The social construction of “RACE” in the United States.

We are often made to believe that we are not living in a post-racial society with valuable historical links. We sometimes often stay away from the topic because we get very sensitive when it is brought up or even discussed. We often struggle how to distinguish European Americans from African Americans, Asian Americans, Latinas and Latinos, Native Americans and other groups. Whenever race comes up, an interesting question appears not to be discussed, “how has race been socially constructed?”

Race always has matters in the United States as both social and individual. The social construction of race has been developed within various legal, economic, political, cultural and sociopolitical contexts, and may be the effect, more rather than the cause of the main race-related issues that our society faces today. We see these cases from the early 1700s and 1800s, up to the late 1900’s, who was Black or White was a matter of state laws. You could be black in one state, but when you crossed the state line, you are no longer black. Some states said if you look or even act Black, you’re Black. Some states said if you have one-quarter of Black blood running through your veins, you’re Black. Some states declared if you have one-drop of Black blood you are solely Black.
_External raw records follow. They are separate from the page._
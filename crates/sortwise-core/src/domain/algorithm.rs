//! SortAlgorithm - 選択可能なソート戦略の閉じた集合
//!
//! 戦略の種類は固定なので trait object ではなく enum で表現します。
//! 実際の振り分けは `impls::sort_with` が行います。

use std::fmt;

use serde::{Deserialize, Serialize};

/// SortAlgorithm は Context に割り当てられる戦略
#[derive(Debug, Clone, Copy, PartialEq, Eq, Hash, Serialize, Deserialize)]
#[serde(rename_all = "snake_case")]
pub enum SortAlgorithm {
    /// O(n²)、小さい入力向け
    Bubble,
    /// O(n log n)、大きい入力向け
    Merge,
}

impl SortAlgorithm {
    pub fn name(self) -> &'static str {
        match self {
            SortAlgorithm::Bubble => "bubble_sort",
            SortAlgorithm::Merge => "merge_sort",
        }
    }
}

impl fmt::Display for SortAlgorithm {
    fn fmt(&self, f: &mut fmt::Formatter<'_>) -> fmt::Result {
        f.write_str(self.name())
    }
}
The social construction of “race” in the United States was constructed by the power to help create dichotomies between Whites and Blacks to show some form of inferiority and superiority. A social construct does not have a basis in the natural world but an artificial distinction created by human beings to show some dominance. To jump ahead, the Naturalization Act of 1790 limited U.S. citizenship to Whites (European-Americans) only. The Jim Crow law between 1877 and the mid 60’s shows that Blacks and Whites were to be separated not equal. The construction of race in the United States has not been a Whites vs. Blacks issue, but a human cause. The Anti-Irish sentiment or Hibernophobia included racism, oppression, bigotry, persecution, and discrimination. Irish Americans along with Polish and Italians were not considered entirely White.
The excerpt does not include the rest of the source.